Responding to frequent American accusations that Brazil imposes undue barriers to international trade, Cardoso argued in Belo Horizonte: "Hemispheric integration depends much more on the capacity of the countries in the North opening their markets than on our disposition for integration."
Without significantly developed industry like its northern neighbor, it is natural that Brazil fears being invaded by cheaper and better products made in the U.S.. And Brazilians want to be prepared to make such a trade a little more even. They also know that behind all the American rhetoric about free markets, Uncle Sam has a pocketful of wicked little tricks that keeps Brazilian products from the Yankee market.

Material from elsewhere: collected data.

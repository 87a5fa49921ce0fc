//! Shared utilities for integration tests.

#![allow(dead_code)]

use std::collections::HashMap;
use std::future::Future;
use std::net::SocketAddr;
use std::sync::atomic::{AtomicUsize, Ordering};
use std::sync::{Arc, Mutex};
use std::time::Duration;

use futures_util::future::BoxFuture;
use futures_util::FutureExt;
use tokio::io::{AsyncReadExt, AsyncWriteExt};
use tokio::net::{TcpListener, TcpStream};
use tokio::sync::mpsc;

use relay_logger::sinks::{GatePolicy, Payload};
use relay_logger::{
    Environment, LogOptions, Logger, PackageInfo, Sink, SinkError, SinkKind, SinkTarget, Transport,
    TransportFactory,
};
use relay_logger::message::FormattedRecord;

/// One HTTP request as seen by the mock backend.
#[derive(Debug, Clone)]
pub struct CapturedRequest {
    pub method: String,
    pub path: String,
    pub headers: HashMap<String, String>,
    pub body: String,
}

impl CapturedRequest {
    pub fn header(&self, name: &str) -> Option<&str> {
        self.headers.get(&name.to_ascii_lowercase()).map(String::as_str)
    }
}

async fn read_request(socket: &mut TcpStream) -> Option<CapturedRequest> {
    let mut buf = Vec::new();
    let mut chunk = [0u8; 4096];

    let head_end = loop {
        let n = socket.read(&mut chunk).await.ok()?;
        if n == 0 {
            return None;
        }
        buf.extend_from_slice(&chunk[..n]);
        if let Some(pos) = buf.windows(4).position(|w| w == b"\r\n\r\n") {
            break pos;
        }
    };

    let head = String::from_utf8_lossy(&buf[..head_end]).to_string();
    let mut lines = head.split("\r\n");
    let mut request_line = lines.next()?.split_whitespace();
    let method = request_line.next()?.to_string();
    let path = request_line.next()?.to_string();
    let headers: HashMap<String, String> = lines
        .filter_map(|line| line.split_once(':'))
        .map(|(k, v)| (k.trim().to_ascii_lowercase(), v.trim().to_string()))
        .collect();

    let length: usize = headers
        .get("content-length")
        .and_then(|v| v.parse().ok())
        .unwrap_or(0);
    let mut body = buf[head_end + 4..].to_vec();
    while body.len() < length {
        let n = socket.read(&mut chunk).await.ok()?;
        if n == 0 {
            break;
        }
        body.extend_from_slice(&chunk[..n]);
    }

    Some(CapturedRequest {
        method,
        path,
        headers,
        body: String::from_utf8_lossy(&body).to_string(),
    })
}

fn status_line(status: u16) -> &'static str {
    match status {
        200 => "200 OK",
        202 => "202 Accepted",
        400 => "400 Bad Request",
        401 => "401 Unauthorized",
        500 => "500 Internal Server Error",
        503 => "503 Service Unavailable",
        _ => "200 OK",
    }
}

/// Start a mock backend on an ephemeral port that answers every request
/// with `status` and forwards what it received.
pub async fn start_capturing_backend(
    status: u16,
) -> (SocketAddr, mpsc::UnboundedReceiver<CapturedRequest>) {
    start_programmable_backend(move || async move { (status, String::new()) }).await
}

/// Start a programmable mock backend with async support.
pub async fn start_programmable_backend<F, Fut>(
    f: F,
) -> (SocketAddr, mpsc::UnboundedReceiver<CapturedRequest>)
where
    F: Fn() -> Fut + Send + Sync + 'static,
    Fut: Future<Output = (u16, String)> + Send + 'static,
{
    let listener = TcpListener::bind("127.0.0.1:0").await.unwrap();
    let addr = listener.local_addr().unwrap();
    let (tx, rx) = mpsc::unbounded_channel();
    let f = Arc::new(f);

    tokio::spawn(async move {
        loop {
            match listener.accept().await {
                Ok((mut socket, _)) => {
                    let f = f.clone();
                    let tx = tx.clone();
                    tokio::spawn(async move {
                        let Some(request) = read_request(&mut socket).await else {
                            return;
                        };
                        let _ = tx.send(request);
                        let (status, body) = f().await;
                        let response = format!(
                            "HTTP/1.1 {}\r\nContent-Length: {}\r\nConnection: close\r\n\r\n{}",
                            status_line(status),
                            body.len(),
                            body
                        );
                        let _ = socket.write_all(response.as_bytes()).await;
                        let _ = socket.shutdown().await;
                        tokio::time::sleep(Duration::from_millis(10)).await;
                    });
                }
                Err(_) => break,
            }
        }
    });

    (addr, rx)
}

/// How a recording transport answers.
#[derive(Debug, Clone, Copy, PartialEq, Eq)]
pub enum Behavior {
    Succeed,
    Fail,
    Hang,
}

/// Transport double that keeps every payload it is given.
pub struct RecordingTransport {
    behavior: Behavior,
    pub payloads: Mutex<Vec<Payload>>,
    pub resets: AtomicUsize,
}

impl RecordingTransport {
    pub fn new(behavior: Behavior) -> Self {
        Self {
            behavior,
            payloads: Mutex::new(Vec::new()),
            resets: AtomicUsize::new(0),
        }
    }

    pub fn sent(&self) -> Vec<Payload> {
        self.payloads.lock().unwrap().clone()
    }

    pub fn texts(&self) -> Vec<String> {
        self.sent().iter().map(Payload::as_text).collect()
    }

    pub fn reset_count(&self) -> usize {
        self.resets.load(Ordering::SeqCst)
    }
}

impl Transport for RecordingTransport {
    fn log(&self, payload: Payload) -> BoxFuture<'_, Result<(), SinkError>> {
        self.payloads.lock().unwrap().push(payload);
        let behavior = self.behavior;
        async move {
            match behavior {
                Behavior::Succeed => Ok(()),
                Behavior::Fail => Err(SinkError::Status(503)),
                Behavior::Hang => {
                    tokio::time::sleep(Duration::from_secs(3600)).await;
                    Ok(())
                }
            }
        }
        .boxed()
    }

    fn reset(&self) {
        self.resets.fetch_add(1, Ordering::SeqCst);
    }
}

/// Factory handing out one recording transport per sink kind.
#[derive(Default)]
pub struct RecordingFactory {
    behaviors: Mutex<HashMap<SinkKind, Behavior>>,
    transports: Mutex<HashMap<SinkKind, Arc<RecordingTransport>>>,
    pub built: Mutex<Vec<SinkTarget>>,
}

impl RecordingFactory {
    pub fn new() -> Arc<Self> {
        Arc::new(Self::default())
    }

    pub fn with_behavior(self: Arc<Self>, kind: SinkKind, behavior: Behavior) -> Arc<Self> {
        self.behaviors.lock().unwrap().insert(kind, behavior);
        self
    }

    /// The transport most recently built for `kind`.
    pub fn transport(&self, kind: SinkKind) -> Arc<RecordingTransport> {
        self.transports
            .lock()
            .unwrap()
            .get(&kind)
            .cloned()
            .unwrap_or_else(|| panic!("no transport built for {kind:?}"))
    }

    pub fn build_count(&self) -> usize {
        self.built.lock().unwrap().len()
    }
}

impl TransportFactory for RecordingFactory {
    fn build(&self, target: &SinkTarget) -> Result<Arc<dyn Transport>, SinkError> {
        self.built.lock().unwrap().push(target.clone());
        let kind = target.kind();
        let behavior = self
            .behaviors
            .lock()
            .unwrap()
            .get(&kind)
            .copied()
            .unwrap_or(Behavior::Succeed);
        let transport = Arc::new(RecordingTransport::new(behavior));
        self.transports.lock().unwrap().insert(kind, transport.clone());
        Ok(transport)
    }
}

/// A custom sink registered from code.
#[derive(Debug)]
pub struct CollectingSink {
    name: String,
    policy: GatePolicy,
    pub lines: Mutex<Vec<String>>,
}

impl CollectingSink {
    pub fn new(name: &str, policy: GatePolicy) -> Arc<Self> {
        Arc::new(Self {
            name: name.to_string(),
            policy,
            lines: Mutex::new(Vec::new()),
        })
    }

    pub fn lines(&self) -> Vec<String> {
        self.lines.lock().unwrap().clone()
    }
}

impl Sink for CollectingSink {
    fn name(&self) -> &str {
        &self.name
    }

    fn policy(&self) -> GatePolicy {
        self.policy
    }

    fn format(&self, record: &FormattedRecord) -> Payload {
        Payload::text(record, record.remote_text.clone())
    }

    fn send(&self, payload: Payload) -> BoxFuture<'_, Result<(), SinkError>> {
        self.lines.lock().unwrap().push(payload.as_text());
        async { Ok(()) }.boxed()
    }
}

/// Local writer capturing every line.
pub fn capture_local() -> (LogOptions, Arc<Mutex<Vec<String>>>) {
    let lines = Arc::new(Mutex::new(Vec::new()));
    let sink = lines.clone();
    let options = LogOptions::new().local_logger(move |line| sink.lock().unwrap().push(line.to_string()));
    (options, lines)
}

pub fn test_logger(env: Environment, factory: Arc<RecordingFactory>, options: LogOptions) -> Logger {
    Logger::builder()
        .environment(env)
        .package(PackageInfo::new("svc", "1.0.0"))
        .transports(factory)
        .options(options)
        .build()
}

Accusing Brazil of subsidizing some export products, the US imposes surtaxes of up to 90% on Brazilian raw products for steel manufacturing and 80% on orange juice, in addition to different rates for another 26 items. The northern big brother also welcomes some agricultural products such as melon, as long as they are off-season up north, but they will not touch Brazilian beef since, according to their convenient story, Brazilian cattle has disease and, yes, they will buy Brazilian sugar, but only in very limited quantities.
According to an impartial source, the Europe-based International Institute for Management Development (IMD), the holier-than-thou U.S. ranks 29th in free market conditions out of a list of 46 countries. Brazil comes in just a little lower at the 35th position. The actualization of ALCA will constitute a powerful economic block, larger than that of the European Union, with close to 800 million people generating $9 trillion in annual trade.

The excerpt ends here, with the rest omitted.